Sr. Calixta, um luthier anônimo...


Algumas pessoas nascem com dons que se despertam na maturidade, como semente guardada durante décadas e, de repente, exposta à terra. José Calixta Pereira Filho, 77 anos de idade, é exemplo mais verdadeiro no plantio dos lutiers populares, se assim podemos entender.

 

Ele nasceu em Taborda, distrito de São José de Mipibu, no Rio Grande do Norte. Há alguns anos reside à rua Francisco Tomás de Vasconcelos, nº 150, Rosa dos Ventos. Suas relações sociais sempre foram em Parnamirim, município mais próximo, região metropolitana de Natal. Ele é filho de José Calixta Pereira e Joana Alexandre Nascimento Pereira, ambos potiguares.  

 

Nascido num lar humilde, era comum usar latas de goiabada e marmelada como prato. Aos 9 anos de idade, em suas andanças com o pai, ele presenciou um senhor fazendo rabeca, e isso o deixou maravilhado, pois viu que uma pessoa podia fabricar instrumentos musicais. Então ele teve um insight e só enxergava as latas de goiabada como matéria prima para a ideia.

 

“Eu vi naquele material uma alternativa para fazer o meu brinquedo. Naquela época, criança pobre brincava com pedaços de pau, tijolos, manga verde, ossos, barro, latas e tudo o que tivesse no quintal”, explicou Calixta.  

 

Ele não pensou duas vezes. Pediu ao pai uma lata dessas e fez um instrumento de cordas, usando arame, madeira e pregos. Foi o seu “violão”. O fascínio pelo brinquedo foi tão grande que tornou-se extensão do seu corpo. O pequeno Calixta divertiu-se durante parte da infância com essa invenção. Inclusive brincava com amigos da mesma idade, vizinhos do sítio. Quando quebrava, fazia outro.

 

“À noite, no terreiro, era uma orquestra, eu e os amigos nos violões de latas, gente fazia uma zuada danada”, comentou ele.

 

Pois bem, como o tempo só anda para frente, o tempo andou, andou, andou muito... Quase 70 anos depois – no tempo sombrio da Pandemia – anos 20 do século atual, eis que ele se encontra com um rapazinho chamado Mateus, que era músico e tinha um instrumento musical chamado “culelê”. Naquele instante, veio à memória do sr. Calixta a experiência com os instrumentos de lata de goiabada. Nas palavras dele:

 

“As lembranças do sítio vieram na minha cabeça, foi inesperado, então eu peguei o instrumento, olhei bem olhado, peguei um papel, coloquei o culelê sobre ele e risquei o molde. Chegando em casa, guardei. E aquilo ficou na minha cabeça. Eu só pensava que madeira iria usar. E fiquei matutando aquilo...”

 

A sorte estava do lado do sr. Calixta. Havia uns pés de manga derrubados num terreno do seu bairro meses antes e permaneciam ali. Então ele pediu ao dono alguns galhos bem grossos e levou para casa para analisa-los. Dias depois, cortou um pedaço com 65 centímetros e foi dando forma ao culelê. Comprou os “acordeamentos”, as tarraxas numa casa especializada e fez a peça, usando uma bitola. Assim nasceu um culelê de 52 centímetros, cujo som é agradável. Agora não era mais o brinquedo de lata de goiabada, nem feito por uma criança, exceto a criança que ele diz habitar dentro dele. Ficou bonito, e o som, perfeito.

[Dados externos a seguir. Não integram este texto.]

use std::fs;
use std::path::Path;

use assert_matches::assert_matches;
use ndarray::{ArrayD, arr2, arr3};

use mri_data::dataset::SampleStore;
use mri_data::error::DataError;
use mri_data::sample::SampleLayout;

fn write_sample<T: hdf5::H5Type>(
    path: &Path,
    image: &ArrayD<T>,
    label: &[f64],
    mask: &ArrayD<u8>,
) {
    let file = hdf5::File::create(path).unwrap();
    let group = file.create_group("cjdata").unwrap();
    group
        .new_dataset_builder()
        .with_data(image)
        .create("image")
        .unwrap();
    group
        .new_dataset_builder()
        .with_data(label)
        .create("label")
        .unwrap();
    group
        .new_dataset_builder()
        .with_data(mask)
        .create("tumorMask")
        .unwrap();
}

fn write_reference_sample(path: &Path) {
    write_sample(
        path,
        &arr2(&[[0.0f64, 2.0], [4.0, 8.0]]).into_dyn(),
        &[3.0],
        &arr2(&[[0u8, 0], [1, 1]]).into_dyn(),
    );
}

#[test]
fn get_normalizes_image_and_unwraps_label() {
    let temp = tempfile::tempdir().unwrap();
    write_reference_sample(&temp.path().join("1.mat"));

    let store = SampleStore::open(temp.path()).unwrap();
    assert_eq!(store.len(), 1);

    let sample = store.get(0).unwrap();
    assert_eq!(sample.image.shape(), &[1, 2, 2]);
    assert_eq!(sample.image, arr3(&[[[0.0f32, 0.25], [0.5, 1.0]]]).into_dyn());
    assert_eq!(sample.label, 3.0);
    assert_eq!(sample.mask, arr2(&[[0u8, 0], [1, 1]]).into_dyn());
}

#[test]
fn integer_images_are_scaled_into_unit_range() {
    let temp = tempfile::tempdir().unwrap();
    let image = arr2(&[[12i16, 400, 0], [37, 1200, 600]]).into_dyn();
    let mask = ArrayD::<u8>::zeros(image.raw_dim());
    write_sample(&temp.path().join("7.mat"), &image, &[1.0], &mask);

    let sample = SampleStore::open(temp.path()).unwrap().get(0).unwrap();
    assert!(sample.image.iter().all(|value| (0.0..=1.0).contains(value)));
    assert_eq!(sample.image[[0, 1, 1]], 1.0);
    assert_eq!(sample.image[[0, 1, 2]], 0.5);
}

#[test]
fn only_mat_files_are_indexed_in_name_order() {
    let temp = tempfile::tempdir().unwrap();
    for name in ["3.mat", "1.mat", "2.mat"] {
        write_reference_sample(&temp.path().join(name));
    }
    fs::write(temp.path().join("README.txt"), b"notes").unwrap();
    fs::write(temp.path().join("scan.MAT"), b"wrong case").unwrap();
    fs::create_dir(temp.path().join("folder.mat")).unwrap();

    let store = SampleStore::open(temp.path()).unwrap();
    assert_eq!(store.file_names(), &["1.mat", "2.mat", "3.mat"]);
    assert_eq!(store.path(2).unwrap(), temp.path().join("3.mat"));
}

#[test]
fn length_is_fixed_at_construction() {
    let temp = tempfile::tempdir().unwrap();
    write_reference_sample(&temp.path().join("1.mat"));
    write_reference_sample(&temp.path().join("2.mat"));

    let store = SampleStore::open(temp.path()).unwrap();
    write_reference_sample(&temp.path().join("3.mat"));
    fs::remove_file(temp.path().join("2.mat")).unwrap();

    assert_eq!(store.len(), 2);
    assert!(store.get(0).is_ok());
    assert_matches!(store.get(1), Err(DataError::SampleRead { .. }));
    assert_matches!(
        store.get(2),
        Err(DataError::IndexOutOfRange { index: 2, len: 2 })
    );
}

#[test]
fn empty_directory_has_no_samples() {
    let temp = tempfile::tempdir().unwrap();
    let store = SampleStore::open(temp.path()).unwrap();
    assert_eq!(store.len(), 0);
    assert!(store.is_empty());
    assert_matches!(
        store.get(0),
        Err(DataError::IndexOutOfRange { index: 0, len: 0 })
    );
}

#[test]
fn missing_directory_is_reported() {
    let temp = tempfile::tempdir().unwrap();
    let err = SampleStore::open(temp.path().join("mri_example/data")).unwrap_err();
    assert_matches!(err, DataError::DirectoryNotFound(_));
}

#[test]
fn repeated_reads_are_identical() {
    let temp = tempfile::tempdir().unwrap();
    write_reference_sample(&temp.path().join("1.mat"));
    let store = SampleStore::open(temp.path()).unwrap();

    let first = store.get(0).unwrap();
    let second = store.get(0).unwrap();
    assert_eq!(first, second);
    let first_bits: Vec<u32> = first.image.iter().map(|value| value.to_bits()).collect();
    let second_bits: Vec<u32> = second.image.iter().map(|value| value.to_bits()).collect();
    assert_eq!(first_bits, second_bits);
}

#[test]
fn all_zero_image_is_degenerate() {
    let temp = tempfile::tempdir().unwrap();
    let zeros = ArrayD::<f64>::zeros(ndarray::IxDyn(&[2, 2]));
    let mask = ArrayD::<u8>::zeros(ndarray::IxDyn(&[2, 2]));
    write_sample(&temp.path().join("blank.mat"), &zeros, &[2.0], &mask);

    let store = SampleStore::open(temp.path()).unwrap();
    assert_matches!(store.get(0), Err(DataError::DegenerateImage(_)));
}

#[test]
fn nan_pixel_is_degenerate() {
    let temp = tempfile::tempdir().unwrap();
    let image = arr2(&[[f64::NAN, 2.0], [4.0, 8.0]]).into_dyn();
    let mask = ArrayD::<u8>::zeros(image.raw_dim());
    write_sample(&temp.path().join("corrupt.mat"), &image, &[1.0], &mask);

    let store = SampleStore::open(temp.path()).unwrap();
    assert_matches!(store.get(0), Err(DataError::DegenerateImage(_)));
}

#[test]
fn missing_field_names_the_field() {
    let temp = tempfile::tempdir().unwrap();
    let path = temp.path().join("partial.mat");
    {
        let file = hdf5::File::create(&path).unwrap();
        let group = file.create_group("cjdata").unwrap();
        group
            .new_dataset_builder()
            .with_data(&[1.0f64])
            .create("label")
            .unwrap();
        group
            .new_dataset_builder()
            .with_data(&arr2(&[[1.0f64]]))
            .create("image")
            .unwrap();
    }

    let err = SampleStore::open(temp.path()).unwrap().get(0).unwrap_err();
    assert_matches!(err, DataError::MissingField { field, .. } if field == "cjdata/tumorMask");
}

#[test]
fn label_takes_first_element() {
    let temp = tempfile::tempdir().unwrap();
    write_sample(
        &temp.path().join("1.mat"),
        &arr2(&[[1.0f64, 2.0]]).into_dyn(),
        &[5.0, 9.0],
        &arr2(&[[0u8, 1]]).into_dyn(),
    );

    let sample = SampleStore::open(temp.path()).unwrap().get(0).unwrap();
    assert_eq!(sample.label, 5.0);
}

#[test]
fn empty_label_is_reported() {
    let temp = tempfile::tempdir().unwrap();
    let path = temp.path().join("unlabelled.mat");
    {
        let file = hdf5::File::create(&path).unwrap();
        let group = file.create_group("cjdata").unwrap();
        group.new_dataset::<f64>().shape(0).create("label").unwrap();
        group
            .new_dataset_builder()
            .with_data(&arr2(&[[1.0f64]]))
            .create("image")
            .unwrap();
        group
            .new_dataset_builder()
            .with_data(&arr2(&[[0u8]]))
            .create("tumorMask")
            .unwrap();
    }

    let err = SampleStore::open(temp.path()).unwrap().get(0).unwrap_err();
    assert_matches!(err, DataError::EmptyLabel(reported) if reported == path);
}

#[test]
fn missing_group_names_the_group() {
    let temp = tempfile::tempdir().unwrap();
    let path = temp.path().join("other.mat");
    {
        let file = hdf5::File::create(&path).unwrap();
        let group = file.create_group("other").unwrap();
        group
            .new_dataset_builder()
            .with_data(&[1.0f64])
            .create("label")
            .unwrap();
    }

    let err = SampleStore::open(temp.path()).unwrap().get(0).unwrap_err();
    assert_matches!(err, DataError::MissingField { field, .. } if field == "cjdata");
}

#[test]
fn custom_layout_reads_other_group() {
    let temp = tempfile::tempdir().unwrap();
    let path = temp.path().join("scan.h5");
    {
        let file = hdf5::File::create(&path).unwrap();
        let group = file.create_group("scan").unwrap();
        group
            .new_dataset_builder()
            .with_data(&[2.0f64])
            .create("y")
            .unwrap();
        group
            .new_dataset_builder()
            .with_data(&arr2(&[[5.0f64, 10.0]]))
            .create("x")
            .unwrap();
        group
            .new_dataset_builder()
            .with_data(&arr2(&[[0u8, 1]]))
            .create("m")
            .unwrap();
    }

    let layout = SampleLayout {
        group: "scan".to_string(),
        label: "y".to_string(),
        image: "x".to_string(),
        mask: "m".to_string(),
        extension: "h5".to_string(),
    };
    let store = SampleStore::with_layout(temp.path(), layout).unwrap();
    assert_eq!(store.root(), temp.path());
    assert_eq!(store.layout().group, "scan");
    assert_eq!(store.file_names(), &["scan.h5"]);
    let sample = store.get(0).unwrap();
    assert_eq!(sample.label, 2.0);
    assert_eq!(sample.image, arr3(&[[[0.5f32, 1.0]]]).into_dyn());
}

#[test]
fn concurrent_reads_share_one_store() {
    let temp = tempfile::tempdir().unwrap();
    for index in 0..4 {
        write_reference_sample(&temp.path().join(format!("{index}.mat")));
    }
    let store = SampleStore::open(temp.path()).unwrap();

    std::thread::scope(|scope| {
        let handles: Vec<_> = (0..store.len())
            .map(|index| {
                let store = &store;
                scope.spawn(move || store.get(index).unwrap())
            })
            .collect();
        for handle in handles {
            let sample = handle.join().unwrap();
            assert_eq!(sample.label, 3.0);
        }
    });

    let collected: Vec<_> = store.iter().collect::<Result<_, _>>().unwrap();
    assert_eq!(collected.len(), 4);
}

Um dos Culelês feitos pelo sr. Calixta.

Quem lê essa história, imagina que o sr. Calixta hoje se tornou um músico, lê partituras e tudo mais. Ledo engano! Por mais incrível que pareça, o sr. Calixta não toca instrumento algum, ele apenas faz improvisos para cordel, pois gosta de declamar. É mais um dos seus dons. E nessa história ele já fez quatro culelês. Um doou ao professor da Igreja Evangélica Batista (PIBP), onde congrega, e o outro deu para um neto.

 

Ele conserva as peças com uma bela aparência, pois encera com cera de carnaúba. Diz que hidrata a madeira, não afeta o som e afasta traças. Segundo o sr. Calixta todo cupim nasce dentro da madeira. “Ele está dormindo ali quando a gente arranca qualquer árvore adulta, e um dia acorda”. Sr. Calixta pretende fazer outros culelês com madeiras diferentes, assim perceberá as possíveis diferenças de sons.

 

No presente momento o sr. Calixta está fazendo dois culelês com madeira de uma mangueira com mais de 30 anos encontrara ali mesmo no bairro. Não que ele prefira a mangueira, usa porque é mais fácil encontrá-la. Já ouviu dizer que a madeira do “Nin” (uma espécie bastante comum na região), tem excelentes resultados no fabrico de tal instrumento. Ele vai fazer um baixo para o neto.

 

Sr. Calixta é estudante de música. Faz aulas de coral há 3 anos e já se apresentou em alguns lugares. Ultimamente ele vem gravando áudios com as suas lembranças, além de algumas prosas poéticas, pois quer transportá-las para o papel.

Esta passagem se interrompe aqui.